── Source material ──

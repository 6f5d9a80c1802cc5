#![deny(warnings)]

//! Economic models: cost accrual and customer demand for the beer game.
//!
//! This module provides validated utilities for:
//! - Per-round holding and backorder cost charged to a role
//! - The exogenous customer demand schedule seen by the retailer

use beer_core::{GameConfig, RoleState};
use rust_decimal::Decimal;
use serde::{Deserialize, Serialize};
use thiserror::Error;

/// Customer demand during the opening weeks of the classic schedule.
pub const OPENING_DEMAND: u32 = 4;
/// Number of weeks the opening demand lasts.
pub const OPENING_WEEKS: u32 = 4;
/// Customer demand after the step.
pub const STEPPED_DEMAND: u32 = 8;

/// Errors produced by economic helpers.
#[derive(Debug, Error, PartialEq)]
pub enum EconError {
    /// Unit costs must be non-negative.
    #[error("invalid unit cost: {0}")]
    NegativeCost(Decimal),
    /// An explicit demand schedule must cover every round.
    #[error("demand schedule covers {given} rounds but the game has {needed}")]
    ScheduleTooShort {
        /// Rounds covered by the schedule.
        given: usize,
        /// Rounds in the game.
        needed: u32,
    },
}

/// Unit cost rates applied to every role at settlement.
#[derive(Clone, Copy, Debug, PartialEq, Serialize, Deserialize)]
pub struct CostRates {
    /// Cost per unit of inventory per round.
    pub holding: Decimal,
    /// Cost per unit of backorder per round.
    pub backorder: Decimal,
}

impl CostRates {
    /// Build validated rates.
    ///
    /// Example:
    /// let rates = CostRates::new(Decimal::ONE, Decimal::new(2, 0)).unwrap();
    /// assert_eq!(rates.round_cost(3, 1), Decimal::new(5, 0));
    pub fn new(holding: Decimal, backorder: Decimal) -> Result<Self, EconError> {
        if holding < Decimal::ZERO {
            return Err(EconError::NegativeCost(holding));
        }
        if backorder < Decimal::ZERO {
            return Err(EconError::NegativeCost(backorder));
        }
        Ok(Self { holding, backorder })
    }

    /// Rates configured for a game.
    pub fn from_config(config: &GameConfig) -> Result<Self, EconError> {
        Self::new(config.unit_holding_cost, config.unit_backorder_cost)
    }

    /// Cost of holding `inventory` units while owing `backorder` units.
    pub fn round_cost(&self, inventory: u32, backorder: u32) -> Decimal {
        Decimal::from(inventory) * self.holding + Decimal::from(backorder) * self.backorder
    }

    /// Charge a role for the round just played and return the charge.
    pub fn charge(&self, state: &mut RoleState) -> Decimal {
        state.accrue_cost(self.holding, self.backorder)
    }
}

/// Exogenous customer demand, one entry per round.
#[derive(Clone, Debug, PartialEq, Eq, Serialize, Deserialize)]
pub struct CustomerDemand {
    per_round: Vec<u32>,
}

impl CustomerDemand {
    /// Classic step schedule: 4 units for the first four rounds, 8 after.
    ///
    /// Example:
    /// let d = CustomerDemand::classic(6);
    /// assert_eq!(d.as_slice(), &[4, 4, 4, 4, 8, 8]);
    pub fn classic(total_rounds: u32) -> Self {
        Self::step(total_rounds, OPENING_DEMAND, OPENING_WEEKS, STEPPED_DEMAND)
    }

    /// `before` units for the first `weeks` rounds, `after` units afterwards.
    pub fn step(total_rounds: u32, before: u32, weeks: u32, after: u32) -> Self {
        let per_round = (1..=total_rounds)
            .map(|r| if r <= weeks { before } else { after })
            .collect();
        Self { per_round }
    }

    /// Explicit schedule; must cover at least `total_rounds` rounds.
    pub fn explicit(per_round: Vec<u32>, total_rounds: u32) -> Result<Self, EconError> {
        if per_round.len() < total_rounds as usize {
            return Err(EconError::ScheduleTooShort {
                given: per_round.len(),
                needed: total_rounds,
            });
        }
        Ok(Self { per_round })
    }

    /// Schedule configured for a game: the explicit one when given, the
    /// classic step otherwise.
    pub fn from_config(config: &GameConfig) -> Result<Self, EconError> {
        match &config.customer_demand {
            Some(seq) => Self::explicit(seq.clone(), config.total_rounds),
            None => Ok(Self::classic(config.total_rounds)),
        }
    }

    /// Demand for a 1-based round; zero outside the schedule.
    pub fn at(&self, round: u32) -> u32 {
        if round == 0 {
            return 0;
        }
        self.per_round
            .get(round as usize - 1)
            .copied()
            .unwrap_or(0)
    }

    /// The whole schedule.
    pub fn as_slice(&self) -> &[u32] {
        &self.per_round
    }

    /// Total demand over the schedule.
    pub fn total(&self) -> u64 {
        self.per_round.iter().map(|&d| u64::from(d)).sum()
    }
}

#[cfg(test)]
mod tests {
    use super::*;
    use beer_core::{Controller, Role};
    use proptest::prelude::*;

    #[test]
    fn classic_schedule_steps_after_four_weeks() {
        let d = CustomerDemand::classic(6);
        assert_eq!(d.as_slice(), &[4, 4, 4, 4, 8, 8]);
        assert_eq!(d.at(1), 4);
        assert_eq!(d.at(5), 8);
        assert_eq!(d.at(0), 0);
        assert_eq!(d.at(7), 0);
        assert_eq!(d.total(), 32);
    }

    #[test]
    fn short_games_keep_opening_demand() {
        assert_eq!(CustomerDemand::classic(2).as_slice(), &[4, 4]);
    }

    #[test]
    fn explicit_schedule_must_cover_game() {
        let err = CustomerDemand::explicit(vec![4, 4], 3).unwrap_err();
        assert_eq!(err, EconError::ScheduleTooShort { given: 2, needed: 3 });
        let cfg = GameConfig {
            total_rounds: 3,
            customer_demand: Some(vec![1, 2, 3]),
            ..GameConfig::default()
        };
        assert_eq!(CustomerDemand::from_config(&cfg).unwrap().at(3), 3);
    }

    #[test]
    fn rates_reject_negative_costs() {
        assert!(CostRates::new(Decimal::new(-1, 0), Decimal::ONE).is_err());
        assert!(CostRates::new(Decimal::ONE, Decimal::new(-1, 1)).is_err());
        let cfg = GameConfig::default();
        let rates = CostRates::from_config(&cfg).unwrap();
        assert_eq!(rates.round_cost(3, 1), Decimal::new(5, 0));
    }

    #[test]
    fn charge_updates_role_total() {
        let rates = CostRates::new(Decimal::ONE, Decimal::new(2, 0)).unwrap();
        let mut s = RoleState::opening(Role::Retailer, Controller::Player, &GameConfig::default());
        s.backorder = 3;
        assert_eq!(rates.charge(&mut s), Decimal::new(18, 0));
        assert_eq!(s.total_cost, Decimal::new(18, 0));
    }

    proptest! {
        #[test]
        fn cost_is_monotonic(inv in 0u32..10_000, back in 0u32..10_000) {
            let rates = CostRates::new(Decimal::ONE, Decimal::new(2, 0)).unwrap();
            prop_assert!(rates.round_cost(inv + 1, back) > rates.round_cost(inv, back));
            prop_assert!(rates.round_cost(inv, back + 1) > rates.round_cost(inv, back));
        }
    }
}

───

Exercise objective
Please make an exact copy of the lines above from the line with "pub fn round_cost(&self, inventory: u32, backorder: u32)" through the line with "entry per round.", both ends included.

Task answer
    pub fn round_cost(&self, inventory: u32, backorder: u32) -> Decimal {
        Decimal::from(inventory) * self.holding + Decimal::from(backorder) * self.backorder
    }

    /// Charge a role for the round just played and return the charge.
    pub fn charge(&self, state: &mut RoleState) -> Decimal {
        state.accrue_cost(self.holding, self.backorder)
    }
}

/// Exogenous customer demand, one entry per round.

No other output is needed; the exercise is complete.